What you need to do: Exactly the lines from the first line of the listing through the line containing "use crate::quant::budget::Deadline;" should appear in the output, unchanged.

Top of Task material

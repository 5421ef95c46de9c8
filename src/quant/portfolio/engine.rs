//! # Portfolio Engine
//!
//! $$
//! (\mu,\Sigma)=P\cdot(\hat\mu,\hat\Sigma),\qquad \mathbf{w}^\* = \operatorname{Optimize}(\mu, \Sigma, r_f)
//! $$
//!
//! High-level orchestration over aligned return series: max-Sharpe optimization, frontier
//! sampling and performance of a given allocation. Expected returns and covariances are
//! annualized before any search.

use tracing::debug;
use tracing::warn;

use super::frontier::sample_frontier;
use super::frontier::EfficientFrontier;
use super::frontier::FrontierConfig;
use super::optimizers::optimize_max_sharpe;
use super::optimizers::SearchConfig;
use super::types::check_weights;
use super::types::evaluate;
use super::types::OptimizationResult;
use super::types::OptimizerMethod;
use crate::error::Result;
use crate::error::RiskError;
use crate::quant::budget::Deadline;
use crate::quant::covariance::CovarianceModel;
use crate::quant::risk::metrics::performance_report;
use crate::quant::risk::metrics::PerformanceReport;
use crate::quant::series::AlignedReturns;
use crate::stats::descriptive::SampleFrequency;

/// Runtime configuration for [`PortfolioEngine`].
#[derive(Clone, Debug, PartialEq)]
pub struct PortfolioEngineConfig {
  /// Optimizer used by [`PortfolioEngine::optimize`].
  pub optimizer: OptimizerMethod,
  /// Annual risk-free rate used in Sharpe computations.
  pub risk_free: f64,
  /// Native period of the input returns.
  pub frequency: SampleFrequency,
  /// Nelder-Mead iteration cap.
  pub max_iters: u64,
  /// Frontier sampling; its seed also drives random-search optimization.
  pub frontier: FrontierConfig,
  /// Draws used when `optimizer` is random search.
  pub search_samples: usize,
  /// Allowed deviation of supplied weights from a unit sum.
  pub weight_tolerance: f64,
}

impl Default for PortfolioEngineConfig {
  fn default() -> Self {
    Self {
      optimizer: OptimizerMethod::NelderMead,
      risk_free: 0.0,
      frequency: SampleFrequency::Daily,
      max_iters: 5_000,
      frontier: FrontierConfig::default(),
      search_samples: 10_000,
      weight_tolerance: 0.01,
    }
  }
}

/// Single entry-point engine for portfolio workflows.
#[derive(Clone, Debug, Default)]
pub struct PortfolioEngine {
  config: PortfolioEngineConfig,
}

impl PortfolioEngine {
  /// Construct a new engine with explicit configuration.
  pub fn new(config: PortfolioEngineConfig) -> Self {
    Self { config }
  }

  /// Borrow engine configuration.
  pub fn config(&self) -> &PortfolioEngineConfig {
    &self.config
  }

  /// Sample moments of the aligned series; needs at least two assets.
  pub fn model(&self, returns: &AlignedReturns) -> Result<CovarianceModel> {
    if returns.assets() < 2 {
      return Err(RiskError::InsufficientAssets(returns.assets()));
    }
    let model = CovarianceModel::estimate(returns.columns(), self.config.frequency)?;
    if !model.is_positive_definite() {
      warn!(
        assets = model.assets(),
        "covariance matrix is singular, the optimal allocation may not be unique"
      );
    }
    Ok(model)
  }

  fn search_config(&self) -> SearchConfig {
    SearchConfig {
      method: self.config.optimizer,
      risk_free: self.config.risk_free,
      max_iters: self.config.max_iters,
      sampling: FrontierConfig {
        samples: self.config.search_samples,
        ..self.config.frontier
      },
    }
  }

  /// Maximum-Sharpe long-only allocation.
  pub fn optimize(
    &self,
    returns: &AlignedReturns,
    deadline: &Deadline,
  ) -> Result<OptimizationResult> {
    let model = self.model(returns)?;
    let (mu, cov) = model.annualized();

    let weights = optimize_max_sharpe(&mu, &cov, &self.search_config(), deadline)?;
    let (expected_return, volatility, sharpe_ratio) =
      evaluate(&weights, &mu, &cov, self.config.risk_free);
    debug!(
      assets = returns.assets(),
      observations = returns.observations(),
      method = %self.config.optimizer,
      sharpe_ratio,
      "portfolio optimized"
    );

    Ok(OptimizationResult {
      tickers: returns.tickers().to_vec(),
      weights,
      expected_return,
      volatility,
      sharpe_ratio,
      method: self.config.optimizer,
    })
  }

  /// Random portfolios in annualized mean-volatility space.
  ///
  /// `samples` overrides the configured count.
  pub fn efficient_frontier(
    &self,
    returns: &AlignedReturns,
    samples: Option<usize>,
    deadline: &Deadline,
  ) -> Result<EfficientFrontier> {
    let model = self.model(returns)?;
    let (mu, cov) = model.annualized();
    let config = FrontierConfig {
      samples: samples.unwrap_or(self.config.frontier.samples),
      ..self.config.frontier
    };
    sample_frontier(&mu, &cov, self.config.risk_free, &config, deadline)
  }

  /// Annualized performance of the portfolio holding `weights`.
  ///
  /// `benchmark`, when given, must be aligned with `returns`.
  pub fn performance(
    &self,
    returns: &AlignedReturns,
    weights: &[f64],
    benchmark: Option<&[f64]>,
  ) -> Result<PerformanceReport> {
    if weights.len() != returns.assets() {
      return Err(RiskError::InvalidWeights(format!(
        "{} weights for {} assets",
        weights.len(),
        returns.assets()
      )));
    }
    check_weights(weights, self.config.weight_tolerance)?;
    let portfolio = returns.weighted(weights)?;
    performance_report(&portfolio, self.config.risk_free, self.config.frequency, benchmark)
  }
}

Bottom of Task material

Task output:
repository 5421ef95c46de9c8
filename src/quant/portfolio/engine.rs
//! # Portfolio Engine
//!
//! $$
//! (\mu,\Sigma)=P\cdot(\hat\mu,\hat\Sigma),\qquad \mathbf{w}^\* = \operatorname{Optimize}(\mu, \Sigma, r_f)
//! $$
//!
//! High-level orchestration over aligned return series: max-Sharpe optimization, frontier
//! sampling and performance of a given allocation. Expected returns and covariances are
//! annualized before any search.

use tracing::debug;
use tracing::warn;

use super::frontier::sample_frontier;
use super::frontier::EfficientFrontier;
use super::frontier::FrontierConfig;
use super::optimizers::optimize_max_sharpe;
use super::optimizers::SearchConfig;
use super::types::check_weights;
use super::types::evaluate;
use super::types::OptimizationResult;
use super::types::OptimizerMethod;
use crate::error::Result;
use crate::error::RiskError;
use crate::quant::budget::Deadline;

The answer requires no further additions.